The area was about 2½ miles from the fire’s ignition point. Unlike Pacific Palisades, a community built on the steep bluffs and canyons of the Santa Monica foothills with narrow — and limited — roads in and out, west Altadena presented few glaring topographical hurdles. The bulk of homes were in the flatlands, built on a grid with multiple escape routes.
Yet 17 people died in west Altadena, and many residents told harrowing tales of just barely escaping as flames converged around their homes, down their blocks.
What went wrong with L.A. county’s warnings and evacuations is now the subject of two different investigations after Times reporting found that emergency wireless alerts went out to west Altadena almost five hours after fire began to engulf homes in the neighborhood.
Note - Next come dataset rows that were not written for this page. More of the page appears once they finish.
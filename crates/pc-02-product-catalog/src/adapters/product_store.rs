//! # Product Store
//!
//! Typed view of the product-id → Product logical store.
//!
//! Key layout: `b'r' ‖ product_id(32)`.

use crate::domain::Product;
use shared_types::entities::ProductId;
use shared_types::errors::StorageError;
use shared_types::storage::{decode, encode, KeyValueStore};

const PRODUCT_PREFIX: u8 = b'r';

fn product_key(id: &ProductId) -> Vec<u8> {
    let mut key = Vec::with_capacity(1 + id.len());
    key.push(PRODUCT_PREFIX);
    key.extend_from_slice(id);
    key
}

/// Product records over any `KeyValueStore`.
pub struct ProductStore<S: KeyValueStore> {
    kv: S,
}

impl<S: KeyValueStore> ProductStore<S> {
    /// Wraps `kv`.
    pub fn new(kv: S) -> Self {
        Self { kv }
    }

    /// Loads the record for `id`, if any.
    pub fn get(&self, id: &ProductId) -> Result<Option<Product>, StorageError> {
        match self.kv.get(&product_key(id))? {
            Some(bytes) => decode(&bytes).map(Some),
            None => Ok(None),
        }
    }

    /// Whether a record exists for `id`.
    pub fn contains(&self, id: &ProductId) -> Result<bool, StorageError> {
        self.kv.exists(&product_key(id))
    }

    /// Writes a new record.
    pub fn insert(&mut self, product: &Product) -> Result<(), StorageError> {
        let value = encode(product)?;
        self.kv.put(&product_key(&product.id), &value)
    }

    /// Number of stored records.
    pub fn count(&self) -> Result<u64, StorageError> {
        Ok(self.kv.prefix_scan(&[PRODUCT_PREFIX])?.len() as u64)
    }

    /// Returns the wrapped store.
    pub fn into_inner(self) -> S {
        self.kv
    }
}
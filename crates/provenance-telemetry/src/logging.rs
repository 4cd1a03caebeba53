//! Structured logging helpers.
//!
//! Every line carries a `component` field so JSON output can be filtered per
//! registry component without parsing the message.

/// Log an event with a component field.
#[macro_export]
macro_rules! log_event {
    // Info level with component
    (info, $component:expr, $msg:expr $(, $($field:tt)*)?) => {
        tracing::info!(
            component = $component,
            $($($field)*,)?
            $msg
        )
    };

    // Warn level with component
    (warn, $component:expr, $msg:expr $(, $($field:tt)*)?) => {
        tracing::warn!(
            component = $component,
            $($($field)*,)?
            $msg
        )
    };

    // Error level with component
    (error, $component:expr, $msg:expr $(, $($field:tt)*)?) => {
        tracing::error!(
            component = $component,
            $($($field)*,)?
            $msg
        )
    };

    // Debug level with component
    (debug, $component:expr, $msg:expr $(, $($field:tt)*)?) => {
        tracing::debug!(
            component = $component,
            $($($field)*,)?
            $msg
        )
    };
}

/// Log a participant-related event with standard fields.
#[macro_export]
macro_rules! log_participant_event {
    ($level:ident, $component:expr, $msg:expr, $address:expr $(, $($field:tt)*)?) => {
        tracing::$level!(
            component = $component,
            address = %$address,
            $($($field)*,)?
            $msg
        )
    };
}

/// Log a product-related event with standard fields.
#[macro_export]
macro_rules! log_product_event {
    ($level:ident, $component:expr, $msg:expr, $product_id:expr $(, $($field:tt)*)?) => {
        tracing::$level!(
            component = $component,
            product_id = %$product_id,
            $($($field)*,)?
            $msg
        )
    };
}
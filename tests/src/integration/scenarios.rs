//! # Registry Scenarios
//!
//! End-to-end flows through the wired container: role checks, catalog,
//! ledger, facade, and the event bus together.

use pc_01_role_registry::{RoleRegistryApi, RoleRegistryError, RoleVerifier};
use pc_02_product_catalog::{ProductCatalogApi, ProductCatalogError, ProductCatalogReader};
use pc_03_milestone_ledger::{MilestoneLedgerApi, MilestoneLedgerError, MilestoneLedgerReader};
use pc_04_query_facade::{QueryApi, QueryFacadeError};
use shared_bus::{EventFilter, EventTopic, ProvenanceEvent};
use shared_types::entities::Role;
use shared_types::errors::{Classified, ErrorKind};

use super::fixtures::*;

// =============================================================================
// SCENARIO A: happy path
// =============================================================================

#[test]
fn test_scenario_a_three_milestones_in_order() {
    let c = container();
    let p = with_product(&c, "P1");

    for (kind, ts) in [
        ("Manufactured", NOW - 7200),
        ("Packaged", NOW - 3600),
        ("Shipped", NOW - 1800),
    ] {
        c.ledger
            .add_milestone(&SUPPLIER, p, kind, "ok", ts)
            .unwrap();
    }

    let milestones = c.ledger.get_product_milestones(&p).unwrap();
    let kinds: Vec<_> = milestones.iter().map(|m| m.milestone_type.as_str()).collect();
    assert_eq!(kinds, vec!["Manufactured", "Packaged", "Shipped"]);
    assert!(milestones.iter().all(|m| m.participant == SUPPLIER));
    assert!(milestones
        .iter()
        .enumerate()
        .all(|(i, m)| m.index == i as u64 && m.product_id == p));
    assert_eq!(c.ledger.get_milestone_count(&p).unwrap(), 3);
}

#[test]
fn test_scenario_a_bus_order_matches_commit_order() {
    let c = container();
    let mut all = c.subscribe(EventFilter::all());
    let mut milestones_only = c.subscribe(EventFilter::topics(vec![EventTopic::Milestones]));

    let p = with_product(&c, "P1");
    c.ledger
        .add_milestone(&SUPPLIER, p, "Manufactured", "a", NOW - 10)
        .unwrap();

    let names: Vec<_> = all.drain().iter().map(ProvenanceEvent::name).collect();
    assert_eq!(
        names,
        vec![
            "ParticipantVerified",
            "ParticipantVerified",
            "ProductRegistered",
            "MilestoneAdded"
        ]
    );

    match milestones_only.drain().as_slice() {
        [ProvenanceEvent::MilestoneAdded(e)] => {
            assert_eq!(e.product_id, p);
            assert_eq!(e.index, 0);
            assert_eq!(e.participant, SUPPLIER);
        }
        other => panic!("unexpected events: {:?}", other),
    }
}

#[test]
fn test_scenario_a_provenance_through_facade() {
    let c = container();
    let p = with_product(&c, "P1");
    c.ledger
        .add_milestone(&SUPPLIER, p, "Manufactured", "Factory A", NOW - 60)
        .unwrap();
    c.ledger
        .add_milestone(&SUPPLIER, p, "Shipped", "Port B", NOW)
        .unwrap();

    let provenance = c.query.get_product_provenance(&p).unwrap();
    assert_eq!(provenance.product.name, "p1");
    assert_eq!(provenance.product.manufacturer, MAKER);
    assert_eq!(provenance.product.registered_at, NOW);
    assert_eq!(provenance.milestones.len(), 2);
    assert_eq!(provenance.latest().unwrap().details, "Port B");
    assert!(c.query.product_exists(&p).unwrap());
}

// =============================================================================
// SCENARIO B: revocation blocks writes, reverification resumes them
// =============================================================================

#[test]
fn test_scenario_b_revoke_then_reverify_supplier() {
    let c = container();
    let p = with_product(&c, "P1");
    for kind in ["Manufactured", "Packaged", "Shipped"] {
        c.ledger.add_milestone(&SUPPLIER, p, kind, "d", NOW - 100).unwrap();
    }

    c.roles.revoke_verification(&ADMIN, SUPPLIER).unwrap();
    assert_eq!(
        c.ledger.add_milestone(&SUPPLIER, p, "Delivered", "d", NOW - 1),
        Err(MilestoneLedgerError::NotVerifiedSupplier { caller: SUPPLIER })
    );
    assert_eq!(c.ledger.get_milestone_count(&p).unwrap(), 3);

    // Role survives revocation.
    let status = c.roles.get_participant_status(&SUPPLIER).unwrap();
    assert_eq!(status.role, Role::Supplier);
    assert!(!status.verified);

    c.roles
        .verify_participant(&ADMIN, SUPPLIER, Role::Supplier)
        .unwrap();
    let added = c
        .ledger
        .add_milestone(&SUPPLIER, p, "Delivered", "d", NOW - 1)
        .unwrap();
    assert_eq!(added.index, 3);
    assert_eq!(c.ledger.get_milestone_at_index(&p, 3).unwrap().milestone_type, "Delivered");
}

#[test]
fn test_scenario_b_reverify_with_new_role() {
    let c = container();
    let p = with_product(&c, "P1");

    c.roles.revoke_verification(&ADMIN, SUPPLIER).unwrap();
    c.roles
        .verify_participant(&ADMIN, SUPPLIER, Role::Manufacturer)
        .unwrap();

    assert!(c.roles.is_verified_for_role(&SUPPLIER, Role::Manufacturer).unwrap());
    assert!(!c.roles.is_verified_for_role(&SUPPLIER, Role::Supplier).unwrap());
    assert_eq!(
        c.ledger.add_milestone(&SUPPLIER, p, "Shipped", "d", NOW),
        Err(MilestoneLedgerError::NotVerifiedSupplier { caller: SUPPLIER })
    );
    assert!(c
        .catalog
        .register_product(&SUPPLIER, pid("P9"), "n", SUPPLIER)
        .is_ok());
}

// =============================================================================
// SCENARIO C: rejected milestones leave no trace
// =============================================================================

#[test]
fn test_scenario_c_invalid_milestones_do_not_mutate() {
    let c = container();
    let p = with_product(&c, "P1");
    c.ledger.add_milestone(&SUPPLIER, p, "Manufactured", "d", NOW - 5).unwrap();
    let mut events = c.subscribe(EventFilter::all());

    assert_eq!(
        c.ledger.add_milestone(&SUPPLIER, p, "X", "Y", NOW + 3600),
        Err(MilestoneLedgerError::InvalidTimestamp {
            timestamp: NOW + 3600,
            now: NOW
        })
    );
    assert_eq!(
        c.ledger.add_milestone(&SUPPLIER, p, "", "Y", NOW - 10),
        Err(MilestoneLedgerError::EmptyMilestoneType)
    );
    assert_eq!(
        c.ledger.add_milestone(&SUPPLIER, p, "X", "", NOW - 10),
        Err(MilestoneLedgerError::EmptyMilestoneDetails)
    );
    assert_eq!(
        c.ledger.add_milestone(&SUPPLIER, pid("NOPE"), "X", "Y", NOW - 10),
        Err(MilestoneLedgerError::ProductNotFound { id: pid("NOPE") })
    );

    assert_eq!(c.ledger.get_milestone_count(&p).unwrap(), 1);
    assert!(events.drain().is_empty());
}

#[test]
fn test_scenario_c_supplier_check_precedes_content_checks() {
    let c = container();
    let p = with_product(&c, "P1");

    let err = c
        .ledger
        .add_milestone(&MAKER, p, "", "", NOW + 1)
        .unwrap_err();
    assert_eq!(err.kind(), ErrorKind::NotVerifiedSupplier);
    assert!(!err.is_fatal());
}

// =============================================================================
// SCENARIO D: duplicate registration
// =============================================================================

#[test]
fn test_scenario_d_duplicate_product_rejected() {
    let c = container();
    with_product(&c, "P1");
    let p2 = pid("P2");

    c.catalog.register_product(&MAKER, p2, "n", MAKER).unwrap();
    assert_eq!(
        c.catalog.register_product(&MAKER, p2, "other", MAKER),
        Err(ProductCatalogError::ProductAlreadyExists { id: p2 })
    );

    let stored = c.catalog.get_product_details(&p2).unwrap();
    assert_eq!(stored.name, "n");
    assert_eq!(c.catalog.product_count().unwrap(), 2);
}

// =============================================================================
// ACCESS CONTROL ACROSS COMPONENTS
// =============================================================================

#[test]
fn test_only_admins_change_roles() {
    let c = container();
    with_product(&c, "P1");

    assert_eq!(
        c.roles.verify_participant(&MAKER, OUTSIDER, Role::Admin),
        Err(RoleRegistryError::AccessDenied { caller: MAKER })
    );
    assert_eq!(
        c.roles.revoke_verification(&OUTSIDER, SUPPLIER),
        Err(RoleRegistryError::AccessDenied { caller: OUTSIDER })
    );
    assert!(c.roles.is_verified_for_role(&SUPPLIER, Role::Supplier).unwrap());
}

#[test]
fn test_unverified_caller_cannot_register() {
    let c = container();
    with_product(&c, "P1");

    assert_eq!(
        c.catalog.register_product(&SUPPLIER, pid("P2"), "n", MAKER),
        Err(ProductCatalogError::NotVerifiedManufacturer { caller: SUPPLIER })
    );
    assert!(!c.catalog.product_exists(&pid("P2")).unwrap());
}

#[test]
fn test_order_ignores_timestamps() {
    let c = container();
    let p = with_product(&c, "P1");

    c.ledger.add_milestone(&SUPPLIER, p, "late", "d", NOW).unwrap();
    c.ledger.add_milestone(&SUPPLIER, p, "early", "d", 1).unwrap();

    let kinds: Vec<_> = c
        .ledger
        .get_product_milestones(&p)
        .unwrap()
        .into_iter()
        .map(|m| m.milestone_type)
        .collect();
    assert_eq!(kinds, vec!["late", "early"]);
}

#[test]
fn test_facade_passes_errors_through() {
    let c = container();

    assert_eq!(
        c.query.get_product_details(&pid("P1")),
        Err(ProductCatalogError::ProductNotFound { id: pid("P1") })
    );
    assert_eq!(
        c.query.get_product_milestones(&pid("P1")),
        Err(MilestoneLedgerError::ProductNotFound { id: pid("P1") })
    );
    let err = c.query.get_product_provenance(&pid("P1")).unwrap_err();
    assert!(matches!(err, QueryFacadeError::Catalog(_)));
    assert_eq!(err.kind(), ErrorKind::ProductNotFound);
}

#[test]
fn test_empty_product_reads() {
    let c = container();
    let p = with_product(&c, "P1");

    assert_eq!(c.ledger.get_milestone_count(&p).unwrap(), 0);
    assert!(c.ledger.get_product_milestones(&p).unwrap().is_empty());
    assert_eq!(
        c.ledger.get_milestone_at_index(&p, 0),
        Err(MilestoneLedgerError::IndexOutOfBounds { index: 0, count: 0 })
    );
}

// =============================================================================
// ASYNC SUBSCRIBERS
// =============================================================================

#[tokio::test]
async fn test_async_subscriber_sees_registration() {
    let c = container();
    let mut products = c.subscribe(EventFilter::topics(vec![EventTopic::Products]));
    let p = with_product(&c, "P1");

    let event = tokio::time::timeout(std::time::Duration::from_secs(1), products.recv())
        .await
        .unwrap()
        .unwrap();
    match event {
        ProvenanceEvent::ProductRegistered(e) => {
            assert_eq!(e.product_id, p);
            assert_eq!(e.manufacturer, MAKER);
        }
        other => panic!("unexpected event {}", other),
    }
    assert_eq!(products.try_recv(), Ok(None));
}

// =============================================================================
// PROPERTY: arbitrary interleavings keep the ledger consistent
// =============================================================================

#[derive(Debug, Clone)]
enum Op {
    Append { offset: i64, empty_type: bool },
    Revoke,
    Reverify,
}

fn op() -> impl proptest::strategy::Strategy<Value = Op> {
    use proptest::prelude::*;
    prop_oneof![
        4 => (-7200i64..3600, any::<bool>())
            .prop_map(|(offset, empty_type)| Op::Append { offset, empty_type }),
        1 => Just(Op::Revoke),
        1 => Just(Op::Reverify),
    ]
}

proptest::proptest! {
    #![proptest_config(proptest::prelude::ProptestConfig::with_cases(64))]

    #[test]
    fn prop_ledger_counts_only_accepted_appends(ops in proptest::collection::vec(op(), 1..40)) {
        let c = container();
        let p = with_product(&c, "P1");
        let mut verified = true;
        let mut accepted = 0u64;

        for op in ops {
            match op {
                Op::Append { offset, empty_type } => {
                    let ts = (NOW as i64 + offset) as u64;
                    let kind = if empty_type { "" } else { "step" };
                    let result = c.ledger.add_milestone(&SUPPLIER, p, kind, "d", ts);
                    let should_accept = verified && !empty_type && ts <= NOW;
                    proptest::prop_assert_eq!(result.is_ok(), should_accept);
                    if let Ok(added) = result {
                        proptest::prop_assert_eq!(added.index, accepted);
                        accepted += 1;
                    }
                }
                Op::Revoke => {
                    let result = c.roles.revoke_verification(&ADMIN, SUPPLIER);
                    proptest::prop_assert_eq!(result.is_ok(), verified);
                    verified = false;
                }
                Op::Reverify => {
                    let result = c.roles.verify_participant(&ADMIN, SUPPLIER, Role::Supplier);
                    proptest::prop_assert_eq!(result.is_ok(), !verified);
                    verified = true;
                }
            }
        }

        proptest::prop_assert_eq!(c.ledger.get_milestone_count(&p).unwrap(), accepted);
        let milestones = c.ledger.get_product_milestones(&p).unwrap();
        proptest::prop_assert!(milestones.iter().enumerate().all(|(i, m)| m.index == i as u64));
    }
}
In some areas, it took even longer.
Los Angeles Fire Chief Kristin Crowley said that the fire department has deployed all available resources and positioned fire patrols and engines in high-risk areas across Los Angeles.
Experts in emergency management said the struggle to coordinate evacuations is puzzling given the time and geography. But they also stressed that fast-moving fires in urban areas can be incredibly challenging and that we do not know enough yet to jump to conclusions about tactics.
Some law enforcement officers were spotted driving through west-side neighborhoods around 2 a.m. — before the formal alerts were issued — with loudspeakers telling residents to leave, but at that point, it appeared they did not have enough manpower to facilitate all necessary evacuations.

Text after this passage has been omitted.